2016-08-28 Thread Amir E. Aharoni
I agree with pretty much all that Bob says here, except one important
point: This is probably correct for Wikipedia in English, and maybe a few
other very big languages.

A rarely remembered fact: most people don't know English.

In other languages there's much work to do in writing articles on math,
history, geography, medicine and what not (and dictionaries and textbooks
and public domain works), but a lot of potential people who would do it
fall into two categories:

1. People who know English and can read the English Wikipedia article and
don't notice that an article in their language is missing.
2. People who don't know English and can neither translate from the English
Wikipedia nor other English-only sources.

The upcoming Task List feature in Content Translation (
https://phabricator.wikimedia.org/T96147 ) will try to address this by
giving people a more convenient way to see the gaps and fill them, although
it will be only a technical tool, which cannot solve everything by itself.
As Bob notes, targeted outreach to experts will be needed as well.

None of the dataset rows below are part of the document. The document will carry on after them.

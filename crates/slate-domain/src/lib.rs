pub mod board;
pub mod canonical;
pub mod card;
pub mod column;
pub mod field_update;
pub mod hash;

pub use board::BoardState;
pub use canonical::{
    canonical_to_board, from_canonical, to_canonical, validate_import_file, CanonicalState,
    ImportError, SCHEMA_VERSION,
};
pub use card::{Card, CardDraft, CardPatch, Priority};
pub use column::{default_columns, Column, ColumnId};
pub use field_update::FieldUpdate;
pub use hash::hash_state;
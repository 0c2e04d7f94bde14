use async_trait::async_trait;
use chrono::{DateTime, Utc};
use serde_json::Value;
use slate_core::SlateResult;
use slate_domain::{BoardState, CanonicalState};
use std::path::PathBuf;

use crate::archive::BackupEntry;

/// Which persistence tier is serving reads and writes.
///
/// The store starts transactional and is downgraded to the fallback tier
/// on the first operational failure. The transition is one-way for the
/// life of the process; capability is never re-probed per call.
#[derive(Debug, Clone, Copy, PartialEq, Eq)]
pub enum StorageMode {
    Transactional,
    Fallback,
}

/// Live-state and metadata persistence contract.
///
/// No method errors: failures degrade to `false`/`None` after logging,
/// so storage trouble can never take the caller down. The one signal a
/// caller must check is `save_board` returning `false`, which means both
/// tiers failed and the user should be warned.
#[async_trait]
pub trait BoardStore: Send + Sync {
    async fn save_board(&self, state: &BoardState) -> bool;
    async fn load_board(&self) -> Option<BoardState>;

    async fn last_save_time(&self) -> Option<DateTime<Utc>>;
    async fn last_export_time(&self) -> Option<DateTime<Utc>>;
    async fn set_last_export_time(&self, at: DateTime<Utc>);
    async fn last_restore_time(&self) -> Option<DateTime<Utc>>;
    async fn set_last_restore_time(&self, at: DateTime<Utc>);
    async fn weekly_reminder_enabled(&self) -> bool;
    async fn set_weekly_reminder_enabled(&self, enabled: bool);
    async fn snooze_until(&self) -> Option<DateTime<Utc>>;
    async fn set_snooze_until(&self, until: Option<DateTime<Utc>>);

    /// Registered destination for silent auto-exports, if any.
    async fn export_path(&self) -> Option<PathBuf>;
    async fn set_export_path(&self, path: Option<PathBuf>);

    /// Write the canonical JSON to the registered export path and record
    /// the export time. Any failure (no path registered, path gone,
    /// filesystem error) returns `false` without raising.
    async fn try_write_backup_to_file(&self, state: &CanonicalState) -> bool;

    fn mode(&self) -> StorageMode;
}

/// Raw row access to the snapshot partition.
///
/// Unlike [`BoardStore`], these operations do surface errors: snapshot
/// creation ahead of a destructive action must be able to tell the user
/// it failed. Rows travel as JSON values so readers can reconstruct
/// entries written by older versions of the app.
#[async_trait]
pub trait SnapshotStore: Send + Sync {
    /// Insert an entry and update the last-snapshot time as one atomic
    /// unit.
    async fn insert_backup(&self, entry: &BackupEntry) -> SlateResult<()>;
    async fn delete_backup(&self, id: &str) -> SlateResult<()>;
    async fn backup_rows(&self) -> SlateResult<Vec<Value>>;
    async fn backup_row(&self, id: &str) -> SlateResult<Option<Value>>;
    async fn last_snapshot_time(&self) -> SlateResult<Option<DateTime<Utc>>>;
}
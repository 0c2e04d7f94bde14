//! End-to-end flows over the real two-tier store in a temp directory.

use std::sync::Arc;

use slate_core::AppConfig;
use slate_domain::{
    from_canonical, to_canonical, BoardState, CardDraft, ColumnId, Priority,
};
use slate_persistence::{
    BoardStore, DurableStore, PersistenceCoordinator, SnapshotOptions, SnapshotSource,
    StorageMode,
};
use tempfile::tempdir;

fn init_tracing() {
    let _ = tracing_subscriber::fmt()
        .with_env_filter(
            tracing_subscriber::EnvFilter::try_from_default_env()
                .unwrap_or_else(|_| tracing_subscriber::EnvFilter::new("warn")),
        )
        .with_test_writer()
        .try_init();
}

fn coordinator(store: Arc<DurableStore>) -> PersistenceCoordinator<DurableStore> {
    let config = AppConfig {
        autosave_debounce_ms: Some(20),
        ..Default::default()
    };
    PersistenceCoordinator::with_config(store, &config)
}

fn sample_board() -> BoardState {
    let mut board = BoardState::with_default_columns();
    board.add_card(
        ColumnId::Todo,
        CardDraft {
            title: Some("plan week".to_string()),
            priority: Some(Priority::High),
            ..Default::default()
        },
    ).unwrap();
    board.add_card(
        ColumnId::Wip,
        CardDraft {
            title: Some("write report".to_string()),
            ..Default::default()
        },
    ).unwrap();
    board
}

#[tokio::test]
async fn test_full_save_snapshot_restore_cycle() {
    init_tracing();
    let dir = tempdir().unwrap();
    let store = Arc::new(DurableStore::new(dir.path()));
    assert_eq!(store.init().await, StorageMode::Transactional);
    let coordinator = coordinator(Arc::clone(&store));

    // Save the initial board and snapshot it.
    let board = sample_board();
    assert!(coordinator.flush(&board).await);
    let restore_point = coordinator
        .archive()
        .create_snapshot(&board, SnapshotOptions::default())
        .await
        .unwrap();

    // Keep working, then restore the snapshot over the diverged board.
    let mut diverged = board.clone();
    diverged.clear_done();
    let card_id = diverged
        .add_card(
            ColumnId::Done,
            CardDraft {
                title: Some("throwaway".to_string()),
                ..Default::default()
            },
        )
        .unwrap();
    assert!(coordinator.flush(&diverged).await);

    let outcome = coordinator.restore_from_backup(&diverged, &restore_point).await;
    assert!(outcome.saved);
    assert_eq!(outcome.state, board);
    assert!(!outcome.state.cards.contains_key(&card_id));
    // The diverged state was captured before being replaced.
    let pre_restore = outcome.snapshot.unwrap();
    assert_eq!(pre_restore.source, SnapshotSource::Restore);
    assert!(pre_restore.state.tasks_by_id.contains_key(&card_id));

    // What is on disk now is the restored board.
    assert_eq!(store.load_board().await.unwrap(), board);

    let status = coordinator.status().await;
    assert!(status.last_saved_at.is_some());
    assert!(status.last_snapshot_at.is_some());
    assert!(status.last_restore_at.is_some());
    assert_eq!(status.storage_mode, StorageMode::Transactional);
    assert!(!status.save_failed);
}

#[tokio::test]
async fn test_archive_listing_and_delete_protection_over_sqlite() {
    init_tracing();
    let dir = tempdir().unwrap();
    let store = Arc::new(DurableStore::new(dir.path()));
    store.init().await;
    let coordinator = coordinator(Arc::clone(&store));
    let archive = coordinator.archive();

    let board = sample_board();
    let first = archive
        .create_snapshot(&board, SnapshotOptions::default())
        .await
        .unwrap();
    tokio::time::sleep(std::time::Duration::from_millis(5)).await;
    let second = archive
        .create_snapshot(&board, SnapshotOptions::with_source(SnapshotSource::Auto))
        .await
        .unwrap();

    let listed = archive.all_backups().await;
    assert_eq!(listed.len(), 2);
    assert_eq!(listed[0].id, second.id, "newest first");
    assert_eq!(listed[1].id, first.id);

    assert!(!archive.delete_snapshot(&second.id).await);
    assert!(archive.delete_snapshot(&first.id).await);
    assert_eq!(archive.all_backups().await.len(), 1);
}

#[tokio::test]
async fn test_debounced_autosave_lands_on_disk() {
    init_tracing();
    let dir = tempdir().unwrap();
    let store = Arc::new(DurableStore::new(dir.path()));
    store.init().await;
    let coordinator = coordinator(Arc::clone(&store));

    let board = sample_board();
    coordinator.schedule_save(board.clone());
    tokio::time::sleep(std::time::Duration::from_millis(200)).await;

    assert_eq!(store.load_board().await.unwrap(), board);
}

#[tokio::test]
async fn test_failover_to_fallback_preserves_round_trip() {
    init_tracing();
    let dir = tempdir().unwrap();
    let blocker = dir.path().join("blocker");
    std::fs::write(&blocker, b"in the way").unwrap();

    let store = Arc::new(DurableStore::with_paths(
        blocker.join("slate.db"),
        dir.path().join("fallback"),
    ));
    assert_eq!(store.init().await, StorageMode::Fallback);

    let coordinator = coordinator(Arc::clone(&store));
    let board = sample_board();
    assert!(coordinator.flush(&board).await);
    assert_eq!(store.load_board().await.unwrap(), board);
    assert_eq!(coordinator.status().await.storage_mode, StorageMode::Fallback);
}

#[tokio::test]
async fn test_import_export_file_round_trip() {
    init_tracing();
    let dir = tempdir().unwrap();
    let store = Arc::new(DurableStore::new(dir.path()));
    store.init().await;
    let coordinator = coordinator(Arc::clone(&store));

    let board = sample_board();
    let export_file = dir.path().join("slate-export.json");
    assert!(coordinator.export_state(&board, &export_file).await);

    // The exported document is the canonical wire format.
    let payload: serde_json::Value =
        serde_json::from_str(&std::fs::read_to_string(&export_file).unwrap()).unwrap();
    assert_eq!(payload["version"], 1);
    assert_eq!(from_canonical(&payload).unwrap(), board);

    // Importing it over an empty board reproduces the original.
    let empty = BoardState::with_default_columns();
    let outcome = coordinator.import_state(&empty, &payload).await.unwrap();
    assert_eq!(outcome.state, board);
    assert!(outcome.saved);
}

#[tokio::test]
async fn test_legacy_unversioned_import_matches_versioned() {
    init_tracing();
    let dir = tempdir().unwrap();
    let store = Arc::new(DurableStore::new(dir.path()));
    store.init().await;
    let coordinator = coordinator(Arc::clone(&store));

    let board = sample_board();
    let versioned = serde_json::to_value(to_canonical(&board)).unwrap();
    let legacy = serde_json::json!({
        "cards": serde_json::to_value(&board.cards).unwrap(),
        "columns": serde_json::to_value(&board.columns).unwrap(),
    });

    let empty = BoardState::with_default_columns();
    let from_legacy = coordinator.import_state(&empty, &legacy).await.unwrap();
    let from_versioned = coordinator.import_state(&empty, &versioned).await.unwrap();
    assert_eq!(from_legacy.state, from_versioned.state);
    assert_eq!(from_legacy.state, board);
}

#[tokio::test]
async fn test_auto_export_then_reminder_flow() {
    init_tracing();
    let dir = tempdir().unwrap();
    let store = Arc::new(DurableStore::new(dir.path()));
    store.init().await;
    let coordinator = coordinator(Arc::clone(&store));
    let board = sample_board();

    // Overdue with a registered file: exported silently.
    let backup_file = dir.path().join("auto-backup.json");
    store.set_export_path(Some(backup_file.clone())).await;
    let check = coordinator
        .check_backup_reminder(&board, chrono::Utc::now())
        .await;
    assert_eq!(check, slate_persistence::ReminderCheck::AutoExported);
    assert!(backup_file.exists());

    // Immediately afterwards the export is fresh.
    let check = coordinator
        .check_backup_reminder(&board, chrono::Utc::now())
        .await;
    assert_eq!(check, slate_persistence::ReminderCheck::UpToDate);
}
use chrono::{DateTime, NaiveDate, Utc};
use serde::{Deserialize, Serialize};

use crate::column::ColumnId;
use crate::field_update::FieldUpdate;

#[derive(Debug, Clone, Copy, PartialEq, Eq, Serialize, Deserialize)]
#[serde(rename_all = "lowercase")]
pub enum Priority {
    Low,
    Medium,
    High,
}

/// A card on the board. `order` is its dense rank within the owning
/// column; `completed_at` is `Some` exactly while the card sits in the
/// done column.
#[derive(Debug, Clone, PartialEq, Serialize, Deserialize)]
#[serde(rename_all = "camelCase")]
pub struct Card {
    pub id: String,
    pub title: String,
    #[serde(default, skip_serializing_if = "Option::is_none")]
    pub description: Option<String>,
    /// Serialized as `null` when unset; the wire format treats priority
    /// as a required nullable field.
    #[serde(default)]
    pub priority: Option<Priority>,
    #[serde(default, skip_serializing_if = "Option::is_none")]
    pub due_date: Option<NaiveDate>,
    pub column_id: ColumnId,
    pub order: i32,
    #[serde(default, skip_serializing_if = "Option::is_none")]
    pub completed_at: Option<DateTime<Utc>>,
}

/// Initial values for a new card. Anything unset falls back to a
/// defaulted title, no metadata, and a generated id.
#[derive(Debug, Clone, Default)]
pub struct CardDraft {
    pub id: Option<String>,
    pub title: Option<String>,
    pub description: Option<String>,
    pub priority: Option<Priority>,
    pub due_date: Option<NaiveDate>,
}

/// Partial metadata update for an existing card. Placement fields
/// (`column_id`, `order`, `completed_at`) are deliberately absent: those
/// change only through move operations so the completion invariant
/// cannot be bypassed.
#[derive(Debug, Clone, Default)]
pub struct CardPatch {
    pub title: Option<String>,
    pub description: FieldUpdate<String>,
    pub priority: FieldUpdate<Priority>,
    pub due_date: FieldUpdate<NaiveDate>,
}

impl Card {
    pub fn apply_patch(&mut self, patch: CardPatch) {
        if let Some(title) = patch.title {
            self.title = title;
        }
        patch.description.apply_to(&mut self.description);
        patch.priority.apply_to(&mut self.priority);
        patch.due_date.apply_to(&mut self.due_date);
    }
}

בתאריך 28 באוג׳ 2016 22:27,‏ "Bob Kosovsky"  כתב:

I've been active with Wikipedia since 2006. My impression (which
corresponds with data) is that 2008 was the year with the highest number of
editors on English Wikipedia. While it may sound good on paper, in some
ways it was a mess because of the frequency of vandalism. Nowadays I know
there are more automated techniques for detecting vandalism, but if you
want to increase the number of users just to make the stats look good,
you're going to get more dubious data into the encyclopedia as well as
frustration from editors who dislike spending their time on so much
maintenance (although I'm sure there are some editors who would jump at the
chance to make corrections all day).

I suspected from the outset of Wikipedia's creation that the project would
mirror the well-known "life cycle of email lists" as I've always believed
Wikipedia is a "social encyclopedia."  I feel this well-known meme
accurately reflect's Wikipedia's evolution so I repeat it here as a tool
from which to learn:

*1. Initial enthusiasm* (people introduce themselves, and gush a lot about
how wonderful it is to find kindred souls).

*2. Evangelism* (people moan about how few folks are posting to the list,
and brainstorm recruitment strategies).

*3. Growth* (more and more people join, more and more lengthy threads
develop, occasional off-topic threads pop up).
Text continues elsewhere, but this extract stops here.